A proposta era para parecer tentadora. No canto superior esquerdo da tela da página na internete que, segundo os especialistas, é onde primeiro se olha, portanto um local privilegiado para as propagandas. Claro, foi onde meu olho bateu. As chamadas se seguiam a cada tantos segundos e uma delas me convidava: “que tal uma partida de Pacman para animar sua segunda-feira?”
Por que eu não havia pensado nisso antes? Quantas segundas-feiras cinzentas eu vivi, carreguei inultilmente, agora percebo, as pequenas agonias que o tédio constrói na mesmice dos dias, como remédio bastaria uma pequena tela, um labirinto, uma cabeçorra amarela com uma bocarra devoradora de fantasminhas para que aquele enfado enorme sumisse. O computador se tornaria aquelas caixas de mágico que se entra e desaparece como que por encanto para algum lugar qualquer. Guaporé, quem sabe.
Então, por momento, fui assomado por uma sensação de deja vú. Como me curarei do meu próprio labirinto entrando noutro? Perguntei-me, agastado. De fato, eu não me animaria jogando, seria distraído. Anestesiado, se preferirem assim. O barato é a anestesia. Aquele instante em que o tempo se congela e se perde a perspectiva do antes e do depois. Qualquer droga faz isso. Apaga a dimensão temporal e tudo se torna um presente esticado como um alfenim, mesmo que ele seja a máxima vertigem. Empanturrado de fantasmas, eu devoraria a segunda-feira. Se ainda eles se tornassem projeções de medos que escondo cuidadosamente...

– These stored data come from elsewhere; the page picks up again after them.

use serde::{Deserialize, Serialize};

use crate::model::{CategoryId, TodoId};

/// A user-initiated event. Every state change goes through one of these.
#[derive(Debug, Clone, PartialEq, Eq, Serialize, Deserialize)]
#[serde(tag = "action", rename_all = "snake_case")]
pub enum Action {
    // --- Category list ---
    SelectCategory {
        id: CategoryId,
    },
    SetExpanded {
        id: CategoryId,
        is_expanded: bool,
    },
    DeleteCategory {
        id: CategoryId,
    },
    OpenRenameModal {
        id: CategoryId,
    },
    OpenAddChildModal {
        id: CategoryId,
    },
    /// Move the todo in the editor to another category
    AssignCategory {
        id: CategoryId,
    },

    // --- Add-category form ---
    AddCategory {
        title: String,
        #[serde(default)]
        parent: Option<CategoryId>,
    },

    // --- Add-todo form and todo list ---
    AddTodo {
        title: String,
    },
    SetChecked {
        id: TodoId,
        is_done: bool,
    },
    BeginEdit {
        id: TodoId,
    },

    // --- Todo editor ---
    SaveEdit {
        title: String,
        #[serde(default)]
        is_done: bool,
        #[serde(default)]
        description: Option<String>,
    },
    CancelEdit,

    // --- Category dialog ---
    ModalSave {
        title: String,
    },
    ModalClose,
}

impl Action {
    /// Snake-case name, as used in scripts and logs
    pub fn kind(&self) -> &'static str {
        match self {
            Action::SelectCategory { .. } => "select_category",
            Action::SetExpanded { .. } => "set_expanded",
            Action::DeleteCategory { .. } => "delete_category",
            Action::OpenRenameModal { .. } => "open_rename_modal",
            Action::OpenAddChildModal { .. } => "open_add_child_modal",
            Action::AssignCategory { .. } => "assign_category",
            Action::AddCategory { .. } => "add_category",
            Action::AddTodo { .. } => "add_todo",
            Action::SetChecked { .. } => "set_checked",
            Action::BeginEdit { .. } => "begin_edit",
            Action::SaveEdit { .. } => "save_edit",
            Action::CancelEdit => "cancel_edit",
            Action::ModalSave { .. } => "modal_save",
            Action::ModalClose => "modal_close",
        }
    }
}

Olhei para os lados e abri a boca, não queria ser pego em situação estranha, ainda que pudesse fingir um bocejo. Ouvi o leve estalido do maxilar quando abro a boca ao máximo. Mantive-a aberta por momento. Senti-me esquisito e ridículo. Que fazia eu? Tentava ser um pacman. Como se não engolisse meus próprios pesadelos cada dia. Mas se a vida é esta coisa cheia de obviedades e previsibilidades cotidianas, estreitada em corredores, correr dentro de um labirinto é a suprema metáfora disso. E eu já estava em um.

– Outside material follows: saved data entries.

use ratatui::Frame;
use ratatui::layout::Rect;
use ratatui::style::{Modifier, Style};
use ratatui::text::{Line, Span};
use ratatui::widgets::{Block, Borders, Clear, Paragraph};

use crate::state::Modal;
use crate::tui::app::App;
use crate::util::unicode;

use super::centered_rect_fixed;

/// Render the category dialog (rename or add child) over the panes
pub fn render_category_modal(frame: &mut Frame, app: &App, area: Rect) {
    let state = app.state();
    let heading = match &state.modal {
        Modal::Closed => return,
        Modal::Rename { .. } => "Rename category".to_string(),
        Modal::AddChild { .. } => match state.modal_parent_category() {
            Some(parent) => format!("Add category under {}", parent.title),
            None => "Add category".to_string(),
        },
    };

    let popup_w: u16 = 44.min(area.width.saturating_sub(2));
    let inner_w = popup_w.saturating_sub(2) as usize;
    let overlay_area = centered_rect_fixed(popup_w, 6, area);
    frame.render_widget(Clear, overlay_area);

    let bg = app.theme.background;
    let highlight = app.theme.highlight;
    let header_style = Style::default()
        .fg(highlight)
        .bg(bg)
        .add_modifier(Modifier::BOLD);

    let prompt = " > ";
    let lines = vec![
        Line::from(Span::styled(
            format!(" {}", unicode::truncate_to_width(&heading, inner_w.saturating_sub(1))),
            header_style,
        )),
        Line::from(""),
        Line::from(vec![
            Span::styled(prompt, Style::default().fg(highlight).bg(bg)),
            Span::styled(
                app.input.text().to_string(),
                Style::default().fg(app.theme.text_bright).bg(bg),
            ),
        ]),
        Line::from(Span::styled(
            " Enter save  Esc cancel",
            Style::default().fg(app.theme.dim).bg(bg),
        )),
    ];

    let block = Block::default()
        .borders(Borders::ALL)
        .border_style(Style::default().fg(highlight).bg(bg))
        .style(Style::default().bg(bg));
    let inner = block.inner(overlay_area);

    frame.render_widget(
        Paragraph::new(lines).block(block).style(Style::default().bg(bg)),
        overlay_area,
    );

    let x = inner.x + (prompt.len() + app.input.cursor_col()) as u16;
    if x < inner.x + inner.width && inner.height > 2 {
        frame.set_cursor_position((x, inner.y + 2));
    }
}

#[cfg(test)]
mod tests {
    use super::*;
    use crate::state::Action;
    use crate::tui::app::Mode;
    use crate::tui::render::test_helpers::*;
    use crate::tui::text_input::TextInput;

    /// Render centered in a larger screen, then strip the surrounding blank space
    fn render(app: &App) -> String {
        let out = render_to_string(50, 10, |frame, area| render_category_modal(frame, app, area));
        out.lines()
            .map(str::trim)
            .filter(|l| !l.is_empty())
            .collect::<Vec<_>>()
            .join("\n")
    }

    #[test]
    fn add_child_names_the_parent() {
        let mut app = sample_app();
        app.dispatch(Action::OpenAddChildModal { id: "home".into() });
        app.mode = Mode::Modal;
        app.input = TextInput::with_text("Attic");
        insta::assert_snapshot!(render(&app), @r"
        ┌──────────────────────────────────────────┐
        │ Add category under Home                  │
        │                                          │
        │ > Attic                                  │
        │ Enter save  Esc cancel                   │
        └──────────────────────────────────────────┘
        ");
    }

    #[test]
    fn rename_heading() {
        let mut app = sample_app();
        app.dispatch(Action::OpenRenameModal { id: "work".into() });
        app.input = TextInput::with_text("Work");
        let out = render(&app);
        assert!(out.contains("Rename category"));
        assert!(out.contains("> Work"));
    }

    #[test]
    fn closed_modal_draws_nothing() {
        let app = sample_app();
        assert_eq!(render(&app), "");
    }
}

Sei, parece que estar em um labirinto é estar perdido. Não é. Eis o que é. Pode-se conhecer o labirinto, saber, inclusive a saída, mas por culpa, senso de responsabilidade, amor, lealdade, vergonha, pode-se optar por se deixar estar. Aceitar que aquilo é, de algum modo, a parte que nos toca e a grandeza não está em fugir dali, mas permanecer, a despeito dos becos sem saída, de trilhas muitas e muitas vezes repassadas. O labirinto é o caminho estreito.
Caminho estreito tem uma coisa interessante. Sabe-se exatamente onde se está. A posição relativa é entre outros. Um pé ante pé. Um dia de cada vez. O que nos leva a algo que Jesus disse certa vez aos ansiosos deste mundo. “Basta ao dia seu próprio mal”. É que nos encantamos ora com os dias passados, ora com os futuros e no meio negamos os males vindouros e sofremos para esquecer os engolidos.

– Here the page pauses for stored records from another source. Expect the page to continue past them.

use crossterm::event::{KeyCode, KeyEvent, KeyModifiers};

use crate::util::unicode;

/// A single-line text buffer with a grapheme-aware cursor (byte offset)
#[derive(Debug, Clone, Default, PartialEq, Eq)]
pub struct TextInput {
    buffer: String,
    cursor: usize,
}

impl TextInput {
    pub fn new() -> Self {
        Self::default()
    }

    /// Start with `text`, cursor at the end
    pub fn with_text(text: &str) -> Self {
        TextInput {
            buffer: text.to_string(),
            cursor: text.len(),
        }
    }

    pub fn text(&self) -> &str {
        &self.buffer
    }

    pub fn cursor(&self) -> usize {
        self.cursor
    }

    /// Cursor position in terminal cells
    pub fn cursor_col(&self) -> usize {
        unicode::byte_offset_to_display_col(&self.buffer, self.cursor)
    }

    pub fn is_empty(&self) -> bool {
        self.buffer.is_empty()
    }

    pub fn clear(&mut self) {
        self.buffer.clear();
        self.cursor = 0;
    }

    /// Take the contents, leaving the input empty
    pub fn take(&mut self) -> String {
        self.cursor = 0;
        std::mem::take(&mut self.buffer)
    }

    pub fn insert_char(&mut self, c: char) {
        self.buffer.insert(self.cursor, c);
        self.cursor += c.len_utf8();
    }

    pub fn insert_str(&mut self, s: &str) {
        let clean: String = s.chars().filter(|c| *c != '\n' && *c != '\r').collect();
        self.buffer.insert_str(self.cursor, &clean);
        self.cursor += clean.len();
    }

    pub fn backspace(&mut self) {
        if let Some(prev) = unicode::prev_grapheme_boundary(&self.buffer, self.cursor) {
            self.buffer.replace_range(prev..self.cursor, "");
            self.cursor = prev;
        }
    }

    pub fn delete(&mut self) {
        if let Some(next) = unicode::next_grapheme_boundary(&self.buffer, self.cursor) {
            self.buffer.replace_range(self.cursor..next, "");
        }
    }

    pub fn delete_word_left(&mut self) {
        let start = unicode::word_boundary_left(&self.buffer, self.cursor);
        self.buffer.replace_range(start..self.cursor, "");
        self.cursor = start;
    }

    pub fn move_left(&mut self) {
        if let Some(prev) = unicode::prev_grapheme_boundary(&self.buffer, self.cursor) {
            self.cursor = prev;
        }
    }

    pub fn move_right(&mut self) {
        if let Some(next) = unicode::next_grapheme_boundary(&self.buffer, self.cursor) {
            self.cursor = next;
        }
    }

    pub fn move_word_left(&mut self) {
        self.cursor = unicode::word_boundary_left(&self.buffer, self.cursor);
    }

    pub fn move_word_right(&mut self) {
        self.cursor = unicode::word_boundary_right(&self.buffer, self.cursor);
    }

    pub fn home(&mut self) {
        self.cursor = 0;
    }

    pub fn end(&mut self) {
        self.cursor = self.buffer.len();
    }

    /// Apply an editing key. Returns false for keys that are not text editing
    /// (Enter, Esc, Tab, ...) so the caller can handle them.
    pub fn handle_key(&mut self, key: KeyEvent) -> bool {
        let alt = key.modifiers.contains(KeyModifiers::ALT);
        let ctrl = key.modifiers.contains(KeyModifiers::CONTROL);
        match key.code {
            KeyCode::Left if alt || ctrl => self.move_word_left(),
            KeyCode::Right if alt || ctrl => self.move_word_right(),
            KeyCode::Left => self.move_left(),
            KeyCode::Right => self.move_right(),
            KeyCode::Home => self.home(),
            KeyCode::End => self.end(),
            KeyCode::Backspace if alt || ctrl => self.delete_word_left(),
            KeyCode::Backspace => self.backspace(),
            KeyCode::Delete => self.delete(),
            KeyCode::Char('a') if ctrl => self.home(),
            KeyCode::Char('e') if ctrl => self.end(),
            KeyCode::Char('w') if ctrl => self.delete_word_left(),
            KeyCode::Char('u') if ctrl => {
                self.buffer.replace_range(..self.cursor, "");
                self.cursor = 0;
            }
            KeyCode::Char(_) if ctrl || alt => return false,
            KeyCode::Char(c) => self.insert_char(c),
            _ => return false,
        }
        true
    }
}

Devorarei os fantasmas de hoje. Não há opção, nem saída, pois a passagem é estreita, mesmo que o meu assombro seja de aparições feitas de fluidos. Pedaços delas se incrustrarão em minhas roupas e dentro de um tempo já não poderei passar pela estreitezas, daí que não me resta nada a não ser comê-las, degluti-las e metabolizá-las, tornando-as parte de mim.
Um looping inteiro girou até que o convite voltou à tela enquanto eu, distraído, lia chamadas de notícias. Li novamente: “que tal uma partida de Pacman para animar sua segunda-feira?” Mas a esta altura eu já era outro bicho, talvez um fantasma e não estava a fim de ser devorado. Dá muito trabalho.